Catchin' Up With...Julia Glanz
I was never your traditional business school student. When it was time to decide on a major, I thought that the Perdue School would help me get a job, and it did. I graduated in 2011 with a management major and a minor in political science. I loved my management classes, but could never see myself working in a big corporate office. My heart was more in the political science realm.
Before graduation, I was diligently applying to jobs in the D.C./Baltimore area thinking I needed to get out of Salisbury because many of my classmates were trying to. Luckily, an opportunity presented itself for me to continue my studies at SU and postpone the "real world." For the next two years, I was immersed in the world of conflict resolution in the conflict analysis and dispute resolution master’s program at SU. I learned how to defuse situations, listen better and how to figure out what people really want.
Throughout my undergraduate and graduate years, I took advantage of every internship and opportunity to meet new people. By creating strong relationships through those experiences, I was able to meet someone who worked for the organization with which I later became employed. The American Federation for State, County and Municipal Employees (AFSCME) took a chance on hiring a fresh-out-of-graduate-school student to ensure workers rights on the Eastern Shore. I’m glad they hired me because it enabled me to stay in Salisbury, which I call home, even though I will always be a "come here."
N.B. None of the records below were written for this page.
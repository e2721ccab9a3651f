//! Colors and drawing styles for scene layers.
//!
//! Colors serialize as `#RRGGBBAA` strings and accept hex strings, RGB(A)
//! arrays, or a small set of named colors on input.

use serde::{Deserialize, Serialize};
use std::fmt;

/// An RGBA color.
#[derive(Debug, Clone, Copy, PartialEq, Eq, Hash, Serialize, Deserialize)]
#[serde(try_from = "ColorSpec", into = "String")]
pub struct Color {
    pub r: u8,
    pub g: u8,
    pub b: u8,
    pub a: u8,
}

impl Color {
    pub const WHITE: Color = Color::new(255, 255, 255, 255);
    pub const BLACK: Color = Color::new(0, 0, 0, 255);

    pub const fn new(r: u8, g: u8, b: u8, a: u8) -> Self {
        Self { r, g, b, a }
    }

    pub const fn rgb(r: u8, g: u8, b: u8) -> Self {
        Self::new(r, g, b, 255)
    }

    pub const fn transparent() -> Self {
        Self::new(0, 0, 0, 0)
    }

    /// Parse "#RRGGBB" or "#RRGGBBAA".
    pub fn from_hex(s: &str) -> Option<Self> {
        let s = s.trim_start_matches('#');
        let byte = |i: usize| u8::from_str_radix(s.get(i..i + 2)?, 16).ok();
        match s.len() {
            6 => Some(Self::rgb(byte(0)?, byte(2)?, byte(4)?)),
            8 => Some(Self::new(byte(0)?, byte(2)?, byte(4)?, byte(6)?)),
            _ => None,
        }
    }

    pub fn from_name(name: &str) -> Option<Self> {
        let color = match name.to_lowercase().as_str() {
            "transparent" => Self::transparent(),
            "black" | "k" => Self::BLACK,
            "white" | "w" => Self::WHITE,
            "red" | "r" => Self::rgb(255, 0, 0),
            "green" | "g" => Self::rgb(0, 128, 0),
            "blue" | "b" => Self::rgb(0, 0, 255),
            "yellow" | "y" => Self::rgb(255, 255, 0),
            "cyan" | "c" => Self::rgb(0, 255, 255),
            "magenta" | "m" => Self::rgb(255, 0, 255),
            "orange" => Self::rgb(255, 165, 0),
            "pink" => Self::rgb(255, 192, 203),
            "gray" | "grey" => Self::rgb(128, 128, 128),
            _ => return None,
        };
        Some(color)
    }

    /// Same color with alpha scaled by `opacity` in [0, 1].
    pub fn with_opacity(self, opacity: f64) -> Self {
        let a = (self.a as f64 * opacity.clamp(0.0, 1.0)).round() as u8;
        Self { a, ..self }
    }

    /// Linear interpolation between two colors.
    pub fn lerp(&self, other: &Color, t: f64) -> Color {
        let t = t.clamp(0.0, 1.0);
        let lerp_u8 = |a: u8, b: u8| -> u8 { ((a as f64) * (1.0 - t) + (b as f64) * t).round() as u8 };
        Color::new(
            lerp_u8(self.r, other.r),
            lerp_u8(self.g, other.g),
            lerp_u8(self.b, other.b),
            lerp_u8(self.a, other.a),
        )
    }

    pub fn to_array(self) -> [u8; 4] {
        [self.r, self.g, self.b, self.a]
    }
}

impl fmt::Display for Color {
    fn fmt(&self, f: &mut fmt::Formatter<'_>) -> fmt::Result {
        write!(f, "#{:02x}{:02x}{:02x}{:02x}", self.r, self.g, self.b, self.a)
    }
}

impl From<Color> for String {
    fn from(color: Color) -> Self {
        color.to_string()
    }
}

/// Accepted input representations for [`Color`].
#[derive(Debug, Clone, Deserialize)]
#[serde(untagged)]
enum ColorSpec {
    /// Hex string or color name
    Text(String),

    /// RGB array: [r, g, b] or [r, g, b, a]
    Array(Vec<u8>),
}

impl TryFrom<ColorSpec> for Color {
    type Error = String;

    fn try_from(spec: ColorSpec) -> Result<Self, Self::Error> {
        match spec {
            ColorSpec::Text(s) if s.starts_with('#') => {
                Color::from_hex(&s).ok_or_else(|| format!("invalid hex color '{}'", s))
            }
            ColorSpec::Text(s) => Color::from_name(&s).ok_or_else(|| format!("unknown color '{}'", s)),
            ColorSpec::Array(arr) => match arr.as_slice() {
                [r, g, b] => Ok(Color::rgb(*r, *g, *b)),
                [r, g, b, a] => Ok(Color::new(*r, *g, *b, *a)),
                _ => Err(format!("color array must have 3 or 4 entries, got {}", arr.len())),
            },
        }
    }
}

/// Style for polyline overlays (graticule, coastlines).
#[derive(Debug, Clone, Copy, PartialEq, Serialize, Deserialize)]
pub struct LineStyle {
    pub color: Color,
    pub opacity: f64,
    pub line_width: f32,
}

impl LineStyle {
    pub fn new(color: Color, opacity: f64, line_width: f32) -> Self {
        Self {
            color,
            opacity,
            line_width,
        }
    }
}

/// Style for text annotations.
#[derive(Debug, Clone, Copy, PartialEq, Serialize, Deserialize)]
pub struct TextStyle {
    pub color: Color,
    pub font_size: u32,
    pub shadow: bool,
}

/// A color stop in a gradient.
#[derive(Debug, Clone, PartialEq, Serialize, Deserialize)]
pub struct ColorStop {
    /// Position of the stop, in [0, 1] along the gradient
    pub position: f64,

    /// The color at this stop
    pub color: Color,
}

impl ColorStop {
    pub fn new(position: f64, color: Color) -> Self {
        Self { position, color }
    }
}

/// Behavior for values outside the gradient range.
#[derive(Debug, Clone, Copy, Default, PartialEq, Serialize, Deserialize)]
#[serde(rename_all = "snake_case")]
pub enum OutOfRangeBehavior {
    #[default]
    Clamp,
    Transparent,
}

/// Continuous gradient mapping a value range onto color stops.
#[derive(Debug, Clone, PartialEq, Serialize, Deserialize)]
pub struct GradientConfig {
    /// Color stops, positions ascending from 0 to 1
    pub stops: Vec<ColorStop>,

    /// Value mapped to position 0
    pub min_value: f64,

    /// Value mapped to position 1
    pub max_value: f64,

    /// How to handle values outside the range
    #[serde(default)]
    pub out_of_range: OutOfRangeBehavior,

    /// Color for missing values
    #[serde(default = "Color::transparent")]
    pub nan_color: Color,
}

impl GradientConfig {
    pub fn validate(&self) -> Result<(), String> {
        if self.stops.len() < 2 {
            return Err("Gradient must have at least 2 color stops".to_string());
        }

        for i in 1..self.stops.len() {
            if self.stops[i].position <= self.stops[i - 1].position {
                return Err("Color stops must be in ascending position order".to_string());
            }
        }

        if !(self.max_value > self.min_value) {
            return Err(format!(
                "Gradient range [{}, {}] is empty",
                self.min_value, self.max_value
            ));
        }

        Ok(())
    }

    /// Color for a value; `None` renders with `nan_color`.
    pub fn color_for(&self, value: Option<f64>) -> Color {
        let value = match value {
            Some(v) if v.is_finite() => v,
            _ => return self.nan_color,
        };

        let (first, last) = match (self.stops.first(), self.stops.last()) {
            (Some(first), Some(last)) => (first, last),
            _ => return self.nan_color,
        };

        if value < self.min_value || value > self.max_value {
            if self.out_of_range == OutOfRangeBehavior::Transparent {
                return Color::transparent();
            }
        }

        let span = self.max_value - self.min_value;
        let t = ((value - self.min_value) / span).clamp(0.0, 1.0);

        if t <= first.position {
            return first.color;
        }

        // Find bracketing stops
        for pair in self.stops.windows(2) {
            let (low, high) = (&pair[0], &pair[1]);
            if t <= high.position {
                let local = (t - low.position) / (high.position - low.position);
                return low.color.lerp(&high.color, local);
            }
        }

        last.color
    }
}

#[cfg(test)]
mod tests {
    use super::*;

    fn two_stop() -> GradientConfig {
        GradientConfig {
            stops: vec![
                ColorStop::new(0.0, Color::rgb(0, 0, 255)),
                ColorStop::new(1.0, Color::rgb(255, 0, 0)),
            ],
            min_value: -20.0,
            max_value: 20.0,
            out_of_range: OutOfRangeBehavior::Clamp,
            nan_color: Color::WHITE.with_opacity(0.0),
        }
    }

    #[test]
    fn test_hex_roundtrip() {
        let c = Color::from_hex("#0e1117").unwrap();
        assert_eq!(c, Color::rgb(14, 17, 23));
        assert_eq!(c.to_string(), "#0e1117ff");
        assert_eq!(Color::from_hex("#0e1117ff"), Some(c));
        assert_eq!(Color::from_hex("#0e11"), None);
    }

    #[test]
    fn test_color_deserialize_variants() {
        let c: Color = serde_json::from_str("\"pink\"").unwrap();
        assert_eq!(c, Color::rgb(255, 192, 203));
        let c: Color = serde_json::from_str("[1, 2, 3]").unwrap();
        assert_eq!(c, Color::rgb(1, 2, 3));
        assert!(serde_json::from_str::<Color>("\"no-such-color\"").is_err());
    }

    #[test]
    fn test_gradient_clamps_and_masks() {
        let g = two_stop();
        assert!(g.validate().is_ok());
        assert_eq!(g.color_for(Some(-50.0)), Color::rgb(0, 0, 255));
        assert_eq!(g.color_for(Some(50.0)), Color::rgb(255, 0, 0));
        assert_eq!(g.color_for(Some(0.0)), Color::rgb(128, 0, 128));
        assert_eq!(g.color_for(None).a, 0);
        assert_eq!(g.color_for(Some(f64::NAN)).a, 0);
    }

    #[test]
    fn test_gradient_transparent_out_of_range() {
        let g = GradientConfig {
            out_of_range: OutOfRangeBehavior::Transparent,
            ..two_stop()
        };
        assert_eq!(g.color_for(Some(21.0)), Color::transparent());
        assert_eq!(g.color_for(Some(20.0)), Color::rgb(255, 0, 0));
    }
}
For about two years, I fought for state employee’s rights and protection. State employees have dangerous jobs that many people don’t think about. They are correctional officers keeping us from the most dangerous people, state hospital employees dealing with the mentally ill, social workers doing home visits, state highway workers fixing our roads, and so much more. I made sure employees were safe at work, negotiated contracts, represented their concerns in Annapolis and organized new members. Once you work for a union, I think you can do anything. I loved working for AFSCME, but it wasn’t my true calling.
In April of this year, I started working for the City of Salisbury as the assistant city administrator. Every day presents a new challenge, whether it is dealing with our budget (helping to prepare a $50 million plus budget!), risk and emergency management, special projects for the mayor, policy ideas, or working with our 10 department heads and over 400 employees. It is such a great feeling to go to work doing what I absolutely love and knowing that I am helping to make Salisbury a more livable, safe, environmentally healthy and economically viable place for our citizens.
All of the opportunities I took advantage of at SU have set me up for success in the government field I am in right now. I think the mix of business, political science and conflict resolution classes have been the perfect combination for me. Being asked to write for "Catchin’ Up With" has let me reflect on how much the Perdue School of Business taught me. Skills that I use on a daily basis in the Mayor’s Office. Without completing my courses in the Perdue School, my life would be completely different.
I think one of the keys to success is meeting new people and genuinely getting to know them and staying in touch. I have had numerous mentors over the years who have pushed me to do more than I thought possible. Without those relationship and finding new opportunities I wouldn’t be where I am today.
Outside of work, I volunteer with the Guide Dog Foundation and America’s VetDogs as a weekend puppy raiser. It is a program where these organizations work with prisons to have inmates train puppies during the week and volunteers take the same dog each weekend to help socialize them. My dog Barrie will hopefully be a PTSD support dog and work with veterans to make their lives easier. It is an amazing program for all involved: veteran, inmate and weekend puppy raiser.
In 2014, I bought a condo on Main Street in Salisbury and it is wonderful to watch the downtown transform to a more vibrant city core. I’m happy that life worked out the way it did because I always loved the City of Salisbury as a student and now I get to live and work here. We are in the middle of a renaissance in Salisbury, and I know more and more students will have opportunities to stay in the area and give back to the community and school they love.